Exercise - Extract every line of the material that holds the string "were".

————————

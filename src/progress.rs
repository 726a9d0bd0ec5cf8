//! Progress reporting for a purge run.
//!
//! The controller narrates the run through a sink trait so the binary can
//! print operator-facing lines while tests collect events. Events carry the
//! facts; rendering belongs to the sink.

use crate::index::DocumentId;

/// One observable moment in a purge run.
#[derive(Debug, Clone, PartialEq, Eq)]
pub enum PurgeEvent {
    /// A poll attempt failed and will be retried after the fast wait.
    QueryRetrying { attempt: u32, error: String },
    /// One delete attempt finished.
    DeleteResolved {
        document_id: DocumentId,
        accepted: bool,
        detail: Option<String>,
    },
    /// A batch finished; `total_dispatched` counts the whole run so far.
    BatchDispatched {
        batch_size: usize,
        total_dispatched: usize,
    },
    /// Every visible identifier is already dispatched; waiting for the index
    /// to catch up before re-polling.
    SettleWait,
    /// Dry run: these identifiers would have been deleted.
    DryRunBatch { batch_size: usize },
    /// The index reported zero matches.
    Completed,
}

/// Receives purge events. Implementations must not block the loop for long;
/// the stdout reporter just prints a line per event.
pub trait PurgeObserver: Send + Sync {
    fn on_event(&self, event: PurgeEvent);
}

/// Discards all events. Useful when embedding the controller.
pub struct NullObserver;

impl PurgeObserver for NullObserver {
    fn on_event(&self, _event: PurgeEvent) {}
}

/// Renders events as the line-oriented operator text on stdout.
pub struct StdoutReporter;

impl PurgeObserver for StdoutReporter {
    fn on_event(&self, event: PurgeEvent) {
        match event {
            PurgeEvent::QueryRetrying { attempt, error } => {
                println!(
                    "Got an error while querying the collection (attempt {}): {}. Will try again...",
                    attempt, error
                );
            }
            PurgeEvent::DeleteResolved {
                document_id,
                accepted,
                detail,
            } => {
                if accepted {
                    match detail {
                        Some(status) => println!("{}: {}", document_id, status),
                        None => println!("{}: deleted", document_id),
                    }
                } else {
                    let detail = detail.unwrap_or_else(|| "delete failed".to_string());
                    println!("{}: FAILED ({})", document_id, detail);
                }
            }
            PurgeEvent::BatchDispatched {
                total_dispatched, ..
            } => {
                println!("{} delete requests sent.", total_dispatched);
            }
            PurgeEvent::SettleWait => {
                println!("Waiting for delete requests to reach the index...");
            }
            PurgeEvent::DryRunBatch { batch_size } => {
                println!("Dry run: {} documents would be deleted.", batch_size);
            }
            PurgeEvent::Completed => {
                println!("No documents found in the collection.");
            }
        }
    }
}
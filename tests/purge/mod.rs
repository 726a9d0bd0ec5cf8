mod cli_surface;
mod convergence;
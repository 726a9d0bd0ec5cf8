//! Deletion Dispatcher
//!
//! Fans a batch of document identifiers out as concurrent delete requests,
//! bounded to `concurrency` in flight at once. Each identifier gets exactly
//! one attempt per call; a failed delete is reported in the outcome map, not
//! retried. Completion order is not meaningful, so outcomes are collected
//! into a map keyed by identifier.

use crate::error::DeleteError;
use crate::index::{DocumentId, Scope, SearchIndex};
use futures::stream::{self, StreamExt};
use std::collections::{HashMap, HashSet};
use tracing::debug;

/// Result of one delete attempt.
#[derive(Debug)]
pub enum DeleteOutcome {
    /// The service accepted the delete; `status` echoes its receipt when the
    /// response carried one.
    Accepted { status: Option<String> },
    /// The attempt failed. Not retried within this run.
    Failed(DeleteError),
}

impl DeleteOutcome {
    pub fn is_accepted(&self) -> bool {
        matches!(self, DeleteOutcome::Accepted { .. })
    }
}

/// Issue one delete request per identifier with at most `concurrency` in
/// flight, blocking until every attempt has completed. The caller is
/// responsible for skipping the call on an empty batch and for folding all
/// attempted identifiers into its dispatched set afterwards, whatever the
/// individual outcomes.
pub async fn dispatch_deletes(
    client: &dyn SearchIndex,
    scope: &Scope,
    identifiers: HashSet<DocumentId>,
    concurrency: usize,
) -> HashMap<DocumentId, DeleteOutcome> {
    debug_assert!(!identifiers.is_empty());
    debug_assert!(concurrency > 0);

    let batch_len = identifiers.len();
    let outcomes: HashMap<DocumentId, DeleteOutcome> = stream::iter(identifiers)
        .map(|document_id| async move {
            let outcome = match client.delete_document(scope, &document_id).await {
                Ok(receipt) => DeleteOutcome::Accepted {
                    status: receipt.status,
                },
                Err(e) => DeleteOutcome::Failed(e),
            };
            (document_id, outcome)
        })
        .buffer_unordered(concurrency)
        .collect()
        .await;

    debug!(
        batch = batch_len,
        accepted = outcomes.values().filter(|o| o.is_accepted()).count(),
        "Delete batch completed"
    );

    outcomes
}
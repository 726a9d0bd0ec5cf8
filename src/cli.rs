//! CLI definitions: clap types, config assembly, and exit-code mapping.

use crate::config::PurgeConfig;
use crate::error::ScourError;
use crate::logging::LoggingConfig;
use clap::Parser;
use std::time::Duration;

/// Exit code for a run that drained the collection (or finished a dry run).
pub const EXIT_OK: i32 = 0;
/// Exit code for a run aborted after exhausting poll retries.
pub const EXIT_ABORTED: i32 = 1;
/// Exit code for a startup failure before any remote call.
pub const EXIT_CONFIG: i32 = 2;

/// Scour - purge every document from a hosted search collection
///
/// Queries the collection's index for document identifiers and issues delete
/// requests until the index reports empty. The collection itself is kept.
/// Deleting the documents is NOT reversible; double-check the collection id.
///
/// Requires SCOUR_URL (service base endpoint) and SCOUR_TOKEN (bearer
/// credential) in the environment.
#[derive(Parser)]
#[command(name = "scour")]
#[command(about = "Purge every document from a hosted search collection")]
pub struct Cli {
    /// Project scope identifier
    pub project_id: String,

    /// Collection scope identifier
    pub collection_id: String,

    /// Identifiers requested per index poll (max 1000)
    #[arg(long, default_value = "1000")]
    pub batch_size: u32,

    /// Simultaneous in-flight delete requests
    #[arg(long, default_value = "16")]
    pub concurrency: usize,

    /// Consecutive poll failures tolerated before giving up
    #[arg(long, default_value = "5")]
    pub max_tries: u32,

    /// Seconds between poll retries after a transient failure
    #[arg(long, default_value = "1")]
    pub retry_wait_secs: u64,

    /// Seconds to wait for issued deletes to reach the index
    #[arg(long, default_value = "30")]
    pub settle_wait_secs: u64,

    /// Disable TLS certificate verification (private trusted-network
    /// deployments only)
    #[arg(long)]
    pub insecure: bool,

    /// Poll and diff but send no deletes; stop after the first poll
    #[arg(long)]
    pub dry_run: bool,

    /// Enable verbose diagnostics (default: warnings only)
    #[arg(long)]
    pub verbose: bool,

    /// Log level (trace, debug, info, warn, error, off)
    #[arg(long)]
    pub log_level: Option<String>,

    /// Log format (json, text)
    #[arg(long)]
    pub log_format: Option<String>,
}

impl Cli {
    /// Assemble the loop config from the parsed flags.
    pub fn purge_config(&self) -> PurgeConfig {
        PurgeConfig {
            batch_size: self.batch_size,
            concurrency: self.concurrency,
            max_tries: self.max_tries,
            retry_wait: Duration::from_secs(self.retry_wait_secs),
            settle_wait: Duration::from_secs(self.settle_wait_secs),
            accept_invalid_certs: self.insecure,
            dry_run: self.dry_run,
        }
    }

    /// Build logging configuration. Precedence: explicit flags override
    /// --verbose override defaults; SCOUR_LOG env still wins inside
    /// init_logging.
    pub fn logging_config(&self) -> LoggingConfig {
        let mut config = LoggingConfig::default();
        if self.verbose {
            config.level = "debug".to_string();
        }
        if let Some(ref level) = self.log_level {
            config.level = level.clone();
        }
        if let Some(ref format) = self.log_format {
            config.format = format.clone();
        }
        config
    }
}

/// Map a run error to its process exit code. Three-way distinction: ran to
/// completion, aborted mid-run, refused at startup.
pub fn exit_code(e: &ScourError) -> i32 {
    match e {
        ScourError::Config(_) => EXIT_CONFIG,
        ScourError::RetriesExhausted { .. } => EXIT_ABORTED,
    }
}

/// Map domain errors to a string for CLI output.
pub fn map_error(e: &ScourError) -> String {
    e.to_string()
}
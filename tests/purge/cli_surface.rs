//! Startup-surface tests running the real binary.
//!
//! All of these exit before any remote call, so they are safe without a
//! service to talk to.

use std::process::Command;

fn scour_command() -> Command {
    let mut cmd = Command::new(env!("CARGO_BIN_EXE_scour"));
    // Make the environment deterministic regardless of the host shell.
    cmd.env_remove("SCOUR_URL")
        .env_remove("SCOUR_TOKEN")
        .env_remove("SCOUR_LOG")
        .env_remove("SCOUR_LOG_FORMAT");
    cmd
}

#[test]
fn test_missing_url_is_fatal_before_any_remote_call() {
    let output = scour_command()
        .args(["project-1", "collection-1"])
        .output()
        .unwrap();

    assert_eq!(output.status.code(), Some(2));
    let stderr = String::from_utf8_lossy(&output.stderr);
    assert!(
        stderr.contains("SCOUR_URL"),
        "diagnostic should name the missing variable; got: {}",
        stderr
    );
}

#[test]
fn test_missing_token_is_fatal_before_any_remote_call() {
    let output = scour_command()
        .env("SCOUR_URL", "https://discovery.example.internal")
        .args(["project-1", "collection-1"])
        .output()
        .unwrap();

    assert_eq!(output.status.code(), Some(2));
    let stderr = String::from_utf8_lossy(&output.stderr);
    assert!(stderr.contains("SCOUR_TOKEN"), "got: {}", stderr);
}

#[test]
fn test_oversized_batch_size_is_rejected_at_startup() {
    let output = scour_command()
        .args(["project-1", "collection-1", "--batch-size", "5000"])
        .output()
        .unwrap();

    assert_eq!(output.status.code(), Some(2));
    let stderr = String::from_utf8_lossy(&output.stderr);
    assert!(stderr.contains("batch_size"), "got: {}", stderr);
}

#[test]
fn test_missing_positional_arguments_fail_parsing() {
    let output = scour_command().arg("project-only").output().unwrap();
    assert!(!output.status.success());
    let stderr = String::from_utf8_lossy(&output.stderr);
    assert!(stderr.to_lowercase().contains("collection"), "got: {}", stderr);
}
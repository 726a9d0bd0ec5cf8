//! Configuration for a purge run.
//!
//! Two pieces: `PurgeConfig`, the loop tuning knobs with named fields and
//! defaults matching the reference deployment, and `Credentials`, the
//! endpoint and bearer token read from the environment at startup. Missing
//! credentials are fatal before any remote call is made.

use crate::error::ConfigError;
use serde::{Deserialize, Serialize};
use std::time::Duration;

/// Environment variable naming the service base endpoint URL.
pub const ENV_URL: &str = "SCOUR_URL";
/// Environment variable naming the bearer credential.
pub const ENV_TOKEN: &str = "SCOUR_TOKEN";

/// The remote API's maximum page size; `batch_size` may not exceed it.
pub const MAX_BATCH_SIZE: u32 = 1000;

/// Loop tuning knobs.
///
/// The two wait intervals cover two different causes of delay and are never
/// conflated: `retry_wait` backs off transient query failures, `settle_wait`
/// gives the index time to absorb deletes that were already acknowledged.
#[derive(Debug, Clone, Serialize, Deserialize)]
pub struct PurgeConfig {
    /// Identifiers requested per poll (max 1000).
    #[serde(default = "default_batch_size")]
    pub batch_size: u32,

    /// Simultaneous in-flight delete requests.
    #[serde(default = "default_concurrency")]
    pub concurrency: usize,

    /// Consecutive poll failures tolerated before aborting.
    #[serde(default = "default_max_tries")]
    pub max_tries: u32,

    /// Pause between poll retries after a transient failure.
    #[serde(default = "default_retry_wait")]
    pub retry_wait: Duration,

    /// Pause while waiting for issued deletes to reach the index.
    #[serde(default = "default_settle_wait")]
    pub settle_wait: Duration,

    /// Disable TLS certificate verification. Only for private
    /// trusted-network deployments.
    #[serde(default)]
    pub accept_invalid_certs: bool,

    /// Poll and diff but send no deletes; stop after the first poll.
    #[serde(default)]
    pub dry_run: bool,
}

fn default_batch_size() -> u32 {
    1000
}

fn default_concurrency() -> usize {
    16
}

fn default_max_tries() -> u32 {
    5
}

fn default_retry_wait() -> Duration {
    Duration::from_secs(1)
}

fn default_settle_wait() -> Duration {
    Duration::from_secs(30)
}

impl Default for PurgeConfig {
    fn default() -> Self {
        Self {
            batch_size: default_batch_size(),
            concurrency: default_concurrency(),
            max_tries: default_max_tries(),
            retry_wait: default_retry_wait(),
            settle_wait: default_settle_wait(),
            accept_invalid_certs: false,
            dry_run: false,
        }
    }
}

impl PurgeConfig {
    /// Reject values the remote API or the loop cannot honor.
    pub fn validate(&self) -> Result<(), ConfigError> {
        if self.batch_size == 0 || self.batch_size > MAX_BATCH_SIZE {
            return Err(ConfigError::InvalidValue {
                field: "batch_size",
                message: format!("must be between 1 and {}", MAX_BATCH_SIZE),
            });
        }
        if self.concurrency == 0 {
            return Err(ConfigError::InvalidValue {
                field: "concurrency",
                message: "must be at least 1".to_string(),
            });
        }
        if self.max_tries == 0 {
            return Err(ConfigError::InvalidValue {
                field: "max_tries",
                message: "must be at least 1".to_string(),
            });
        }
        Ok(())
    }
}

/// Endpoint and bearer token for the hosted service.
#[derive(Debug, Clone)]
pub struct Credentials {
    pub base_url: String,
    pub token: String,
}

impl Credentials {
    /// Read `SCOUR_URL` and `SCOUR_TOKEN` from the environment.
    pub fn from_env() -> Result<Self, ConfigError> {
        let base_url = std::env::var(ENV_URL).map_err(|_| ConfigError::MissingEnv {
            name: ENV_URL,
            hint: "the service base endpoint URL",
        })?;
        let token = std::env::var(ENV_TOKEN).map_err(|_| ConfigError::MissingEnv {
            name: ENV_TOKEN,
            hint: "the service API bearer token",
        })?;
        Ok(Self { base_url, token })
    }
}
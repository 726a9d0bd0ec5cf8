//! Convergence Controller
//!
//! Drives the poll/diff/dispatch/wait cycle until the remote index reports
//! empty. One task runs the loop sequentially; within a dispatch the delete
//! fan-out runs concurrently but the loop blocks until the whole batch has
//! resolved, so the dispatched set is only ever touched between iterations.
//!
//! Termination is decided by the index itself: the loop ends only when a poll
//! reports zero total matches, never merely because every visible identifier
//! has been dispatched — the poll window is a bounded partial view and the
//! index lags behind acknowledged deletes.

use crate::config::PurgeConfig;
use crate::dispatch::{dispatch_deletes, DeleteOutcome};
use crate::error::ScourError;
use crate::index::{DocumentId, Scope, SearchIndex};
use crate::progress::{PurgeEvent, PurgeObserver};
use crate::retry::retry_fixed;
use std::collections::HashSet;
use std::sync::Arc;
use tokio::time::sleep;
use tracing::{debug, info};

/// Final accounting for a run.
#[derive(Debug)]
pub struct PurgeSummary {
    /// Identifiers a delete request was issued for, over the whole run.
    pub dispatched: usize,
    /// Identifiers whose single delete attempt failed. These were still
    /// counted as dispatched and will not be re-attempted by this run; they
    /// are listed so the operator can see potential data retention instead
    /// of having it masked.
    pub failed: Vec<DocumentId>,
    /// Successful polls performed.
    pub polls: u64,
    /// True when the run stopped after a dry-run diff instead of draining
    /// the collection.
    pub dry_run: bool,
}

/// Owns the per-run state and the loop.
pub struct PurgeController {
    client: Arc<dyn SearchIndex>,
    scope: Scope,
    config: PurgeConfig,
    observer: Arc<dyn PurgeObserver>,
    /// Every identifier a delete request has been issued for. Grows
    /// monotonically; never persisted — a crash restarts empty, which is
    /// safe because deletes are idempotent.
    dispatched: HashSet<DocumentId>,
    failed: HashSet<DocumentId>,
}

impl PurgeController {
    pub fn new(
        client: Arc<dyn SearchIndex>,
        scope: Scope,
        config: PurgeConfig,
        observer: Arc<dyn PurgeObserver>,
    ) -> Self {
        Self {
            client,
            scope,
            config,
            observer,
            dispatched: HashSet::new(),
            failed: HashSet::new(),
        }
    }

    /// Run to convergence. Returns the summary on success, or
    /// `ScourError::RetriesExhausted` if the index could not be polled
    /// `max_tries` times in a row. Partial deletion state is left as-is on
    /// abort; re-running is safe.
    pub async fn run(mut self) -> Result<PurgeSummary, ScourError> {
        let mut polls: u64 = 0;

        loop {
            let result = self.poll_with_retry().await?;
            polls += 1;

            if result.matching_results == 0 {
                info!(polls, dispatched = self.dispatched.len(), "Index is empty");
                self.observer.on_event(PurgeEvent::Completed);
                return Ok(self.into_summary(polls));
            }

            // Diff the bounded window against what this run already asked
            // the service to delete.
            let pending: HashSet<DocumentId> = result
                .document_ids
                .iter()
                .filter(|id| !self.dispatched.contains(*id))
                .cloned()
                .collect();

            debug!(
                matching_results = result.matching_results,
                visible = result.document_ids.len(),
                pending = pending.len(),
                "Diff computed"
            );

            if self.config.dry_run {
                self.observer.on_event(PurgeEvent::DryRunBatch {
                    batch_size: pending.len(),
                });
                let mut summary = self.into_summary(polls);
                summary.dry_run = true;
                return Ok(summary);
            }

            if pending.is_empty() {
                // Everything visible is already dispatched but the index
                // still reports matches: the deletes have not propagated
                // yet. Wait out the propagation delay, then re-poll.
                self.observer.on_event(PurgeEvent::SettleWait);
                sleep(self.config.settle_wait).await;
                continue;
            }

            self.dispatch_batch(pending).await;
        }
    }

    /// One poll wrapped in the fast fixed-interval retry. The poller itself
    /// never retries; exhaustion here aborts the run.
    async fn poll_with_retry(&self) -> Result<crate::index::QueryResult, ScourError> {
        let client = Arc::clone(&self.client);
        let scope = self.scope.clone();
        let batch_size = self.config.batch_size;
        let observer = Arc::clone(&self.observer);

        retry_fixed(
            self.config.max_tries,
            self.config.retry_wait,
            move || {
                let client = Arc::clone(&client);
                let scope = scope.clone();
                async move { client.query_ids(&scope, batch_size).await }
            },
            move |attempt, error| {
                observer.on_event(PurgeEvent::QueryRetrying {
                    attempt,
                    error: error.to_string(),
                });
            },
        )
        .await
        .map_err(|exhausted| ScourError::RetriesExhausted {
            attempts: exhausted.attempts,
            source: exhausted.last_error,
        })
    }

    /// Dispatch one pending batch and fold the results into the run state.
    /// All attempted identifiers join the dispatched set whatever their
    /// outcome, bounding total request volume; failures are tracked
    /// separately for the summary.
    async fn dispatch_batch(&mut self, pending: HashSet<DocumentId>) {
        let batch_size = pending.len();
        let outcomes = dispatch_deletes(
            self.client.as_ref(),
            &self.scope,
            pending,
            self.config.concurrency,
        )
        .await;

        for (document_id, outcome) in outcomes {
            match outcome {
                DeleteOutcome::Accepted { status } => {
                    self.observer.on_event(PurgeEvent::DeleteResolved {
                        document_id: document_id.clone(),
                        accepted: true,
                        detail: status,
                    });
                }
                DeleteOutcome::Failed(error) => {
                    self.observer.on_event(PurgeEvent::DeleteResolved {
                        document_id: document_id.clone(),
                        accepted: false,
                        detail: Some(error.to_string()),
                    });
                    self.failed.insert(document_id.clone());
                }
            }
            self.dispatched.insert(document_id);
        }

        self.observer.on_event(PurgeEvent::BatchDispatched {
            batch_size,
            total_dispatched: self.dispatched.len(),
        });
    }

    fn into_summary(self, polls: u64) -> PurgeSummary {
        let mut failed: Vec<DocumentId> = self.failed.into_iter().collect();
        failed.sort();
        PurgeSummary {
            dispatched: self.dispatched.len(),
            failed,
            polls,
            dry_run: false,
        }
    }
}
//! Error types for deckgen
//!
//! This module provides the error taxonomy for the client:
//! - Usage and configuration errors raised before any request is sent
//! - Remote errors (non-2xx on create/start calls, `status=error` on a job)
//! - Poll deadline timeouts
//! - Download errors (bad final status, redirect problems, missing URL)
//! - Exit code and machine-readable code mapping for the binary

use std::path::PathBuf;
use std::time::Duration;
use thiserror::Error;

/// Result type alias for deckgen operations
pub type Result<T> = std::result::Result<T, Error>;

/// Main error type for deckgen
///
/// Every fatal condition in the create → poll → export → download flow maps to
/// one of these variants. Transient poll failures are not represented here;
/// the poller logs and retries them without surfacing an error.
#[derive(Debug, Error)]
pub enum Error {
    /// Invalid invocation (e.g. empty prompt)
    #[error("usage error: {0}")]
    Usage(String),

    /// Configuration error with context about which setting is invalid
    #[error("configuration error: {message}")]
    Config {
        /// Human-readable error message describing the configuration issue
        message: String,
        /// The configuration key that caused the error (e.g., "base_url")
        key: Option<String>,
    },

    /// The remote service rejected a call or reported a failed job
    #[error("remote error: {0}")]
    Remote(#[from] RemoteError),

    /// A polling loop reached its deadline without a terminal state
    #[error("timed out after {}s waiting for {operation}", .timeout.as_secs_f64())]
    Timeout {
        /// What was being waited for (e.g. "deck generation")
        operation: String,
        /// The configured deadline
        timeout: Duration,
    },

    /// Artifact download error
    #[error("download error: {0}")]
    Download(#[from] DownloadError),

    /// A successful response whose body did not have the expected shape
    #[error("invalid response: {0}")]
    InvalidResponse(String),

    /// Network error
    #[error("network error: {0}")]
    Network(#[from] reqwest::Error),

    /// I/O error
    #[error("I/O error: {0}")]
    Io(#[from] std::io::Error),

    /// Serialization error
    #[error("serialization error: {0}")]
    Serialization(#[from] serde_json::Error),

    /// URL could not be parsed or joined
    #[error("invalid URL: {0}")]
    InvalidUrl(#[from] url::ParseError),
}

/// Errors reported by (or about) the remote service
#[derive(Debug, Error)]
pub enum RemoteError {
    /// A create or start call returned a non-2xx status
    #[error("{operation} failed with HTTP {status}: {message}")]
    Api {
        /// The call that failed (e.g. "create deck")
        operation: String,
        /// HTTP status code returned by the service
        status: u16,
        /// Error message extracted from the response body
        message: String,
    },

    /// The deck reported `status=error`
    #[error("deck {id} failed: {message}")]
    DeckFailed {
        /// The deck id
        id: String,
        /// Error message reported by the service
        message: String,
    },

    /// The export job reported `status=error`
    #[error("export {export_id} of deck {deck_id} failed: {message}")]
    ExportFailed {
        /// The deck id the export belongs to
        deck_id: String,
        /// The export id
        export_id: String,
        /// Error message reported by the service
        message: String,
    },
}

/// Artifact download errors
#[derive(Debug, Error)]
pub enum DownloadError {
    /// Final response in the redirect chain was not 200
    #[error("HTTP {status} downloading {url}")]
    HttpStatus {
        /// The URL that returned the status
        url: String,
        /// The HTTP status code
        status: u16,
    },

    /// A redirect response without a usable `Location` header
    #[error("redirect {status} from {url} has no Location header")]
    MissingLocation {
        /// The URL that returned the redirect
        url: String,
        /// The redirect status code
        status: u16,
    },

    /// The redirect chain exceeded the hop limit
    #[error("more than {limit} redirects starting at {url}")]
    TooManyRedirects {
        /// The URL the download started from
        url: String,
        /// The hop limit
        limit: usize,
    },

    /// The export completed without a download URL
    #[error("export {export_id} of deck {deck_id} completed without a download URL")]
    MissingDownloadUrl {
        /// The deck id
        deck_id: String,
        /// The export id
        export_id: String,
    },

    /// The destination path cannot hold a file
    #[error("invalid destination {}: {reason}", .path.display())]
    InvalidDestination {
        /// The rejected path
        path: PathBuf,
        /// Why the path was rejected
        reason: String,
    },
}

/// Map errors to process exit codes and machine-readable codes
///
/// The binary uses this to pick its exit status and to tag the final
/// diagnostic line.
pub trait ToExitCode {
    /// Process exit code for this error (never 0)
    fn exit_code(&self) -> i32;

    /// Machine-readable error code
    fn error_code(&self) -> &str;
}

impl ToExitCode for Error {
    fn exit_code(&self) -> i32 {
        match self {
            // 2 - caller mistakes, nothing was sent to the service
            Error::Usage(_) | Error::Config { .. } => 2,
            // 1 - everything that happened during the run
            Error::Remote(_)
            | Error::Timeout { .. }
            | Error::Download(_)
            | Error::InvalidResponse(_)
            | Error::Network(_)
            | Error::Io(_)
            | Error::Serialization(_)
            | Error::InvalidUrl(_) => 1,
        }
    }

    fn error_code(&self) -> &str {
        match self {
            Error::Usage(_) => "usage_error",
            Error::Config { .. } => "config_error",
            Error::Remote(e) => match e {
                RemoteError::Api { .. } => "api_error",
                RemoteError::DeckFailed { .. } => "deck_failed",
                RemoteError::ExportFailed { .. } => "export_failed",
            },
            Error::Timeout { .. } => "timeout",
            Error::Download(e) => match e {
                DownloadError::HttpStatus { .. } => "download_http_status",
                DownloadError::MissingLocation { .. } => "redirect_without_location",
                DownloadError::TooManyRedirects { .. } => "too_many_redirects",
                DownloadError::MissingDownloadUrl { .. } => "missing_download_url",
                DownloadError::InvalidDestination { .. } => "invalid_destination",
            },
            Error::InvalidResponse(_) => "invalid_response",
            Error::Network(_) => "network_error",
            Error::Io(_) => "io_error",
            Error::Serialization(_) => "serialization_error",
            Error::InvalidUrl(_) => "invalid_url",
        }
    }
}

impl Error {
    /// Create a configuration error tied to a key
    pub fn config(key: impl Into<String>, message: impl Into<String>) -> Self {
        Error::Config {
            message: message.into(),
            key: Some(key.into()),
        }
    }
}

————————

Written answer -
/// gives the index time to absorb deletes that were already acknowledged.
    /// Identifiers whose single delete attempt failed. These were still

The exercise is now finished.